Qu'est ce que la fusion froide?

Comptoir

Question posée par Fred, qui a commandé un jus de bissap.

Rien à voir avec Dragon Ball Z, la fusion à froid est ici un principe physique qui vise à fusionner des protons, les constituants des atomes, en un corps plus lourd, tout en libérant de l’énergie. Il faut différencier cette réaction de la fission nucléaire, que l’on retrouve dans les centrales électriques par exemple, et qui consiste à bombarder des atomes radioactifs avec des neutrons afin de les briser et de libérer de l’énergie.

Comme son nom l’indique, la fusion « à froid » est censée se dérouler à température ambiante. Censée ? Oui, car pour le moment, cette réaction n’a jamais été officiellement réalisée.

A quoi sert la fusion à froid ?

A produire de l’énergie, et pas qu’un peu : pour une même quantité de combustible utilisée, la fusion libère cinq fois plus d’énergie que sa collègue la fission ! Et la température exigée est la température ambiante, facile à générer donc.  On est loin des centaines de degrés exigés pour réaliser une fission dans un réacteur nucléaire.

Maîtrise-t-on la fusion à froid ?

Pour l’instant, non. Même la fusion nucléaire « classique » n’est pas maitrisée à échelle industrielle (les militaires ont néanmoins construit et testé une bombe H fonctionnant par fusion de neutrons en 1952.)

Les essais d’obtention de fusion froide commencent en Argentine en 1950, sans succès. On n’en entendit plus parler jusqu’en 1989, quand deux physiciens, Fleishmann et Pons, annoncèrent directement aux journalistes du Financial Times qu’ils avaient obtenu dans leur laboratoire la fameuse réaction. La nouvelle fait l’effet d’une … bombe, sans jeu de mots. Lors d’une simple électrolyse, ils auraient enregistré un dégagement de chaleur important qui serait le fruit d’une fusion d’atomes !

Le principe est simple : deux électrodes de palladium sont plongées dans une solution d’eau lourde, contenant du deutérium (un hydrogène à deux protons). Sous l’effet du courant électrique, la molécule H2O s’électrolyse : les atomes de deutérium se séparent de l’oxygène et s’accumulent autour de l’anode, pour ensuite fusionner entre eux et produire de l’hélium, en libérant énormément d’énergie.

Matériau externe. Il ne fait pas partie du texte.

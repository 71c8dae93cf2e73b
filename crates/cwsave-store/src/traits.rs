use std::path::Path;
use std::sync::Arc;

use crate::error::{StoreError, StoreResult};

/// Key-value blob store.
///
/// All implementations must satisfy these invariants:
/// - The store never interprets blob contents; it is a pure key-value store.
/// - A missing key yields [`StoreError::NotFound`], never an empty blob.
/// - Backend failures are propagated, never silently ignored.
pub trait BlobStore {
    /// Read the blob stored under `key`.
    fn read_blob(&self, key: &str) -> StoreResult<Vec<u8>>;

    /// Check whether a blob exists under `key`.
    ///
    /// Default implementation calls `read_blob()` and maps `NotFound` to
    /// `false`. Backends may override to avoid copying the blob.
    fn contains(&self, key: &str) -> StoreResult<bool> {
        match self.read_blob(key) {
            Ok(_) => Ok(true),
            Err(StoreError::NotFound { .. }) => Ok(false),
            Err(e) => Err(e),
        }
    }
}

impl<S: BlobStore + ?Sized> BlobStore for &S {
    fn read_blob(&self, key: &str) -> StoreResult<Vec<u8>> {
        (**self).read_blob(key)
    }

    fn contains(&self, key: &str) -> StoreResult<bool> {
        (**self).contains(key)
    }
}

impl<S: BlobStore + ?Sized> BlobStore for Arc<S> {
    fn read_blob(&self, key: &str) -> StoreResult<Vec<u8>> {
        (**self).read_blob(key)
    }

    fn contains(&self, key: &str) -> StoreResult<bool> {
        (**self).contains(key)
    }
}

/// Opens a blob store from a path.
///
/// Opening must validate the container: any failure to open or index the
/// store is reported here, before a single blob is read. The returned handle
/// is owned by the caller and released when dropped.
pub trait OpenStore {
    /// The store type produced by this opener.
    type Store: BlobStore;

    /// Open and index the store at `path`.
    fn open(&self, path: &Path) -> StoreResult<Self::Store>;
}

impl<O: OpenStore + ?Sized> OpenStore for &O {
    type Store = O::Store;

    fn open(&self, path: &Path) -> StoreResult<Self::Store> {
        (**self).open(path)
    }
}
use std::path::PathBuf;

use cwsave_types::{INSTALL_DIR_NAME, PRODUCT_PREFIX, SAVE_DIR_NAME};
use serde::{Deserialize, Serialize};
use tracing::{debug, info};

use crate::host::{Host, OsHost};
use crate::registry::{Registry, DISPLAY_NAME, INSTALL_LOCATION};
use crate::types::{Candidate, KnownFolder, UninstallHive};

/// Names the resolver searches for.
#[derive(Clone, Debug, PartialEq, Eq, Serialize, Deserialize)]
pub struct SearchTerms {
    /// Case-sensitive prefix of the product's uninstall display name.
    pub product_prefix: String,
    /// Install directory name under a well-known folder.
    pub install_dir_name: String,
    /// Save directory name under the install directory.
    pub save_dir_name: String,
}

impl Default for SearchTerms {
    fn default() -> Self {
        Self {
            product_prefix: PRODUCT_PREFIX.to_string(),
            install_dir_name: INSTALL_DIR_NAME.to_string(),
            save_dir_name: SAVE_DIR_NAME.to_string(),
        }
    }
}

/// A resolved save directory and the strategy that found it.
#[derive(Clone, Debug, PartialEq, Eq, Serialize, Deserialize)]
pub struct Resolution {
    pub candidate: Candidate,
    pub path: PathBuf,
}

/// Outcome of scanning one uninstall list.
enum HiveScan {
    NoMatch,
    Found(PathBuf),
    /// A product matched but has no install location.
    Unusable,
}

/// Finds the save directory by trying [`Candidate::ORDER`] in turn.
///
/// Resolution is read-only and never fails: every probing error counts as a
/// miss for that candidate.
#[derive(Clone, Debug)]
pub struct DirectoryResolver<R, H> {
    registry: R,
    host: H,
    terms: SearchTerms,
}

impl<R: Registry, H: Host> DirectoryResolver<R, H> {
    /// Create a resolver with the default [`SearchTerms`].
    pub fn new(registry: R, host: H) -> Self {
        Self {
            registry,
            host,
            terms: SearchTerms::default(),
        }
    }

    /// Replace the search terms.
    pub fn with_terms(mut self, terms: SearchTerms) -> Self {
        self.terms = terms;
        self
    }

    pub fn terms(&self) -> &SearchTerms {
        &self.terms
    }

    pub fn host(&self) -> &H {
        &self.host
    }

    /// Best-guess save directory, or `None` if no candidate matched.
    pub fn resolve(&self) -> Option<PathBuf> {
        self.resolve_with_source().map(|resolution| resolution.path)
    }

    /// Like [`DirectoryResolver::resolve`], also reporting which candidate
    /// matched.
    ///
    /// The first product in the registry whose display name matches ends the
    /// registry phase. If it has no install location, the remaining
    /// namespaces are not consulted and the well-known folders are tried.
    pub fn resolve_with_source(&self) -> Option<Resolution> {
        let mut registry_settled = false;
        for candidate in Candidate::ORDER {
            let hit = match candidate {
                Candidate::Registry(hive) if registry_settled => {
                    debug!(%hive, "registry already matched; not scanning");
                    None
                }
                Candidate::Registry(hive) => match self.scan_hive(hive) {
                    HiveScan::Found(path) => Some(path),
                    HiveScan::Unusable => {
                        registry_settled = true;
                        None
                    }
                    HiveScan::NoMatch => None,
                },
                Candidate::KnownFolder(folder) => self.probe_folder(folder),
            };
            if let Some(path) = hit {
                info!(%candidate, path = %path.display(), "resolved save directory");
                return Some(Resolution { candidate, path });
            }
            debug!(%candidate, "candidate did not match");
        }
        info!("save directory not found");
        None
    }

    /// Evaluate a single candidate.
    pub fn try_candidate(&self, candidate: Candidate) -> Option<PathBuf> {
        match candidate {
            Candidate::Registry(hive) => match self.scan_hive(hive) {
                HiveScan::Found(path) => Some(path),
                HiveScan::Unusable | HiveScan::NoMatch => None,
            },
            Candidate::KnownFolder(folder) => self.probe_folder(folder),
        }
    }

    /// Scan one uninstall list. The first subkey whose display name starts
    /// with the product prefix ends the scan, usable or not.
    fn scan_hive(&self, hive: UninstallHive) -> HiveScan {
        let Some(list) = self.registry.open_uninstall(hive) else {
            debug!(%hive, "uninstall list not present");
            return HiveScan::NoMatch;
        };

        for name in self.registry.subkey_names(&list) {
            let Some(entry) = self.registry.open_subkey(&list, &name) else {
                debug!(%hive, subkey = %name, "skipping unreadable subkey");
                continue;
            };
            let Some(display_name) = self.registry.string_value(&entry, DISPLAY_NAME) else {
                continue;
            };
            if display_name.is_empty() || !display_name.starts_with(&self.terms.product_prefix) {
                continue;
            }

            return match self
                .registry
                .string_value(&entry, INSTALL_LOCATION)
                .filter(|location| !location.is_empty())
            {
                Some(location) => {
                    debug!(%hive, subkey = %name, %display_name, "matched installed product");
                    HiveScan::Found(PathBuf::from(location).join(&self.terms.save_dir_name))
                }
                None => {
                    debug!(%hive, subkey = %name, "matching product has no install location");
                    HiveScan::Unusable
                }
            };
        }
        HiveScan::NoMatch
    }

    /// Probe `<folder>/<install dir>/<save dir>` on disk.
    fn probe_folder(&self, folder: KnownFolder) -> Option<PathBuf> {
        let Some(base) = self.host.known_folder(folder) else {
            debug!(%folder, "known folder unavailable");
            return None;
        };
        let path = base
            .join(&self.terms.install_dir_name)
            .join(&self.terms.save_dir_name);
        self.host.directory_exists(&path).then_some(path)
    }
}

/// Registry backend for the current platform.
#[cfg(windows)]
pub type SystemRegistry = crate::windows::WindowsRegistry;

/// Registry backend for the current platform.
#[cfg(not(windows))]
pub type SystemRegistry = crate::registry::NoRegistry;

/// A resolver over the real registry and filesystem.
pub fn system_resolver() -> DirectoryResolver<SystemRegistry, OsHost> {
    DirectoryResolver::new(SystemRegistry::default(), OsHost)
}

La fusion nucléaire, qui permet au Soleil et aux étoiles de briller, serait-elle à portée de main ? Pourrait-on créer de l’énergie à partir d’eau de mer, qui contient de larges quantités de deutérium ?

Hélas, ce fut trop beau pour être vrai : la plupart des scientifiques qui ont voulu vérifier leur expérience n’ont jamais réussi à retrouver exactement leurs résultats, les chaleurs émises n’étant pas prouvées comme provenant bien d’une fusion d’atomes. Et l’expérience de Pons et Fleishmann ne fut jamais validée, bien que d’autres scientifiques considérèrent leur expérimentation comme valable. Comme souvent, la communauté scientifique est divisée !

Où en sont les scientifiques aujourd’hui ?

Il faut bien avoir conscience que découvrir et maitriser cette réaction, c’est s’engager dans une nouvelle ère pour l’Humanité. Imaginez un instant pouvoir produire de l’énergie propre, en toute sécurité (la fusion ne présente pas de risque d’explosion, surtout à froid), à prix dérisoire, pour tous les habitants de la planète ! Par conséquent les recherches sur sur la fusion froide sont loin d’être terminées…

En 2005, une équipe californienne parvint à enregistrer un faible flux de neutrons, preuve de fusion, lors d’une expérience quelque peu différente dans un bain de gaz de deutérium. Mais ils restèrent à des années-lumière des quantités necessaires pour des applications industrielles.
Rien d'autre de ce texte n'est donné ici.